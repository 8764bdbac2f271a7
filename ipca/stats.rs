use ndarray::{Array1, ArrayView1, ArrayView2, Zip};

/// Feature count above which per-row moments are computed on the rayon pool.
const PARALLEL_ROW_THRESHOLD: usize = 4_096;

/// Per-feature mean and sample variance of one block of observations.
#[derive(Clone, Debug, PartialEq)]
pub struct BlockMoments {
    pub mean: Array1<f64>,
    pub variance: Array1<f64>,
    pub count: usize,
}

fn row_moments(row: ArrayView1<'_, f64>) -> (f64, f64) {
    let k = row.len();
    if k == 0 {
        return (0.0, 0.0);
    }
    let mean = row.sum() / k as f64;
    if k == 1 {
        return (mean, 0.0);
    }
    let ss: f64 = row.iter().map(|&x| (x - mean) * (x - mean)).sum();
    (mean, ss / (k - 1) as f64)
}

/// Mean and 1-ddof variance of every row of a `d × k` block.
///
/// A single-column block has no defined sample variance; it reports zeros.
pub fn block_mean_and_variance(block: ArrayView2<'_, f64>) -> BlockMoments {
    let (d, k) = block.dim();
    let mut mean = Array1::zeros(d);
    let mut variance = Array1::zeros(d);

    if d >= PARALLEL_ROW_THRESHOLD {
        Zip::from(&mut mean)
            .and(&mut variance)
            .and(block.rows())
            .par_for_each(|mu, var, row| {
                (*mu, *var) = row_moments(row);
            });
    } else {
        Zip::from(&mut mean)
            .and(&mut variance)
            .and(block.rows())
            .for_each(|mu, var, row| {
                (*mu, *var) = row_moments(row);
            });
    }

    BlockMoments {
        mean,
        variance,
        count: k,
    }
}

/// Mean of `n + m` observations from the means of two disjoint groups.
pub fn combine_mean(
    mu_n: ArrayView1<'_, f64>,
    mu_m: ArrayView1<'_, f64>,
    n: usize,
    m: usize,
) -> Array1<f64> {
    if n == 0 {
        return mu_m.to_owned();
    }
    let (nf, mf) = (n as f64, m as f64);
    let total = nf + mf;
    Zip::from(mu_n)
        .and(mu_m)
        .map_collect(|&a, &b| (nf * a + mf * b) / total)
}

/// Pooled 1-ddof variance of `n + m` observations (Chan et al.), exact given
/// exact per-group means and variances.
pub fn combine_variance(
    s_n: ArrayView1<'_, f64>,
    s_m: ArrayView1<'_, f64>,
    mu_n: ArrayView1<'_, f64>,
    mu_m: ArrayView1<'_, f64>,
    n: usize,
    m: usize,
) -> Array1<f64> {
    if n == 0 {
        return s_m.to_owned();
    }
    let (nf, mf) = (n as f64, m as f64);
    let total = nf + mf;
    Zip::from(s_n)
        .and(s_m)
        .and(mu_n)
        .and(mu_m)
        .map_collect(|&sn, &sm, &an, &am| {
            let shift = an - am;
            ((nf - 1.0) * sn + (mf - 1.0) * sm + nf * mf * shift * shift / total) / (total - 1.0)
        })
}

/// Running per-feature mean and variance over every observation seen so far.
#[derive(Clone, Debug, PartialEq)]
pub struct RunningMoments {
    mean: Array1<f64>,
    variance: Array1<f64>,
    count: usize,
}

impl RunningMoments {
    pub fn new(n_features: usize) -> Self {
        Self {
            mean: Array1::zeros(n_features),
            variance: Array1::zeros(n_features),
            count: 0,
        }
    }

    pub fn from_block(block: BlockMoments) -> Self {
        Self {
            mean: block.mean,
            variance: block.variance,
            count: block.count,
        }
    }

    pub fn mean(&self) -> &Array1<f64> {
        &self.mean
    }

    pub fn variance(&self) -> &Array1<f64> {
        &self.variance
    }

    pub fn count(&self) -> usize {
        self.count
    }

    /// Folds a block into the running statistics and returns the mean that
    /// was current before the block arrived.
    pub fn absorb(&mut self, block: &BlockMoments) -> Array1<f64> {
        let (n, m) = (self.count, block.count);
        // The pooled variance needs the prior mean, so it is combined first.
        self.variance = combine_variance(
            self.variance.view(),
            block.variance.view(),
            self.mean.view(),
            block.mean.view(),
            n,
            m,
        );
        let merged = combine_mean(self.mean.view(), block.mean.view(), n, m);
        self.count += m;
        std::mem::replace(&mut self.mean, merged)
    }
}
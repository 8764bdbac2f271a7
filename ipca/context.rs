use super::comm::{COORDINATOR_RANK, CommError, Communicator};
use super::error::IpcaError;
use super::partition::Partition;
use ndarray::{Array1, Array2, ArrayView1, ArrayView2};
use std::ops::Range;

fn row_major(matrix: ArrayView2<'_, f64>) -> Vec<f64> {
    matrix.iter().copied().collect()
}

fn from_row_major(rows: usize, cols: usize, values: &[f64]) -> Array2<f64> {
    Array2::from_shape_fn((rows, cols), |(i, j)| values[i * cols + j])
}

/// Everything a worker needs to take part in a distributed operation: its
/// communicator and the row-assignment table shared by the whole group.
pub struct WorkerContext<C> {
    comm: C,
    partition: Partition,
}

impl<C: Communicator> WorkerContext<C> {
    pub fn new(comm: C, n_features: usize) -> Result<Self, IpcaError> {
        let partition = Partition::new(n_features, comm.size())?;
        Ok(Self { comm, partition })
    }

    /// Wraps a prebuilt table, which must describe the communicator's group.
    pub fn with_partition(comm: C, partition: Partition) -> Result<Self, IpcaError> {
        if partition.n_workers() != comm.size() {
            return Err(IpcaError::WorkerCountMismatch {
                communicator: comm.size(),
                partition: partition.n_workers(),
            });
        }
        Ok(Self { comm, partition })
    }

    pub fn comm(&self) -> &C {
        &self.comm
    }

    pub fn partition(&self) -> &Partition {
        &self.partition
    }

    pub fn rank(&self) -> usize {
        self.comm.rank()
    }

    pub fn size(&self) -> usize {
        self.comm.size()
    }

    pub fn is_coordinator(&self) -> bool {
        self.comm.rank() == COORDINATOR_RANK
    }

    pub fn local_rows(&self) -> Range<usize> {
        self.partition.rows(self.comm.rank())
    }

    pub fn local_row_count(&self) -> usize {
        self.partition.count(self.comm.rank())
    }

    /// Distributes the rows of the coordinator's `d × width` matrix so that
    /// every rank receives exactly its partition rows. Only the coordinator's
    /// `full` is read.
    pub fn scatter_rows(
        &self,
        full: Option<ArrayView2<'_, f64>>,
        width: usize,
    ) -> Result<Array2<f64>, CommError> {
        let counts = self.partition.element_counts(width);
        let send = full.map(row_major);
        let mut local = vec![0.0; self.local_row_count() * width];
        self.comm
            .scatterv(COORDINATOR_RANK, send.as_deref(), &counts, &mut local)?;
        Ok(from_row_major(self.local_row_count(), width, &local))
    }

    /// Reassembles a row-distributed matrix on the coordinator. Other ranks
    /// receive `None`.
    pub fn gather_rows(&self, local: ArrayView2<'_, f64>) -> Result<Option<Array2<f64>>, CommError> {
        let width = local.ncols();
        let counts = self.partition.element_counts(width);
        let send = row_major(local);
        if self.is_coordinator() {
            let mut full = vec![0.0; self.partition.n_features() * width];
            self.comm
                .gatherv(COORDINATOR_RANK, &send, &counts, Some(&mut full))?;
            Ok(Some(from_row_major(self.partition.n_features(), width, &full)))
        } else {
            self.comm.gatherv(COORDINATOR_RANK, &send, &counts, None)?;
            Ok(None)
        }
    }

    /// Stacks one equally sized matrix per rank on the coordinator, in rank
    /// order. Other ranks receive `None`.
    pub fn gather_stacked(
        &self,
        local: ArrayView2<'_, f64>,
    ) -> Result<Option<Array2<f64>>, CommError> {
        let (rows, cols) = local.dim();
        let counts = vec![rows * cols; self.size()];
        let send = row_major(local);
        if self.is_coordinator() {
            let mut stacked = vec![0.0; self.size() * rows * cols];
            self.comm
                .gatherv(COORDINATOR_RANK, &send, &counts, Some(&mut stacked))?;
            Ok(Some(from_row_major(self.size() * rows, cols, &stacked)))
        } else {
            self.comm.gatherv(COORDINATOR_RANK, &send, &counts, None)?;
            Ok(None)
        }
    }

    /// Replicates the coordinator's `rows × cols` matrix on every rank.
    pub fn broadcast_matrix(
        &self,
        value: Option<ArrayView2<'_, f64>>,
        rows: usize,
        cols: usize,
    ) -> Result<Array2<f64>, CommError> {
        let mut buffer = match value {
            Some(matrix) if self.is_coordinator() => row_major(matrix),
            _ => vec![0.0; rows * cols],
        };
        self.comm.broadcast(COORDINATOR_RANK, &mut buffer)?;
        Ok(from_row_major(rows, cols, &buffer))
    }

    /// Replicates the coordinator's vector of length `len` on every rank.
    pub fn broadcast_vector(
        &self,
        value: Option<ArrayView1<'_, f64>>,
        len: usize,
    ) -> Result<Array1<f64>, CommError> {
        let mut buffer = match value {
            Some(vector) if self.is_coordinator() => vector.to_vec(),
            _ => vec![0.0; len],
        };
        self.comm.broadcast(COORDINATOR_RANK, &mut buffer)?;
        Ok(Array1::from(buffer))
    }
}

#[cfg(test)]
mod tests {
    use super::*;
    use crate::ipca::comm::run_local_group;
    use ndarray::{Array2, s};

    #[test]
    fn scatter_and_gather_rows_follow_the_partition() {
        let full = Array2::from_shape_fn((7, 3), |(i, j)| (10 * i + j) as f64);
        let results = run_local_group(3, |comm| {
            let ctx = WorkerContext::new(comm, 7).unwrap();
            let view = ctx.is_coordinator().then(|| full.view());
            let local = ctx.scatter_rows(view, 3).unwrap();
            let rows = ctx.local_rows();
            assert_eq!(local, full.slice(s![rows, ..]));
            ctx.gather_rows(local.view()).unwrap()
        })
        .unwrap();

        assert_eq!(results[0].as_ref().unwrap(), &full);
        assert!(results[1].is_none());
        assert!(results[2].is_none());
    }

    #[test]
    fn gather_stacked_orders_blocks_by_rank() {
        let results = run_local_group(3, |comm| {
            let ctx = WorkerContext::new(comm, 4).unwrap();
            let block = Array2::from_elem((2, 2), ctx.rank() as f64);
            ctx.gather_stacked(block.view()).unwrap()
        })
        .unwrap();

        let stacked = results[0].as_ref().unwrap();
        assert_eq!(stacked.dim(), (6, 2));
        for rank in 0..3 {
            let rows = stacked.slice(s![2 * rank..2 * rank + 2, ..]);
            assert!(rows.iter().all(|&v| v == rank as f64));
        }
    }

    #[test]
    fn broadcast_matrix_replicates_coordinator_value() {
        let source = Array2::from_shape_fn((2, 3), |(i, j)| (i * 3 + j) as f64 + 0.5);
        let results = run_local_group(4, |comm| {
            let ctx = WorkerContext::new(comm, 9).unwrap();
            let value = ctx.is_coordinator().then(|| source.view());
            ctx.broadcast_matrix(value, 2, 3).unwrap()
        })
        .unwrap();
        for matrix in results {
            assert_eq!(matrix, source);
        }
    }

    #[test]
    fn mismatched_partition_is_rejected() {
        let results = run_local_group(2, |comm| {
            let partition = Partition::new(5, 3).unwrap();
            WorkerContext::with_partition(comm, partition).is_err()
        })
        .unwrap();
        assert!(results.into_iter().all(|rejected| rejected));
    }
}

· · ·

| PROBLEM TO SOLVE |
In the listing above, locate the line containing "Mean and 1-ddof" and the line containing "let mut variance = Array1::zeros(d);". Extract those two lines and every line between them, exactly as written, and only those.

| REPLY |
/// Mean and 1-ddof variance of every row of a `d × k` block.
///
/// A single-column block has no defined sample variance; it reports zeros.
pub fn block_mean_and_variance(block: ArrayView2<'_, f64>) -> BlockMoments {
    let (d, k) = block.dim();
    let mut mean = Array1::zeros(d);
    let mut variance = Array1::zeros(d);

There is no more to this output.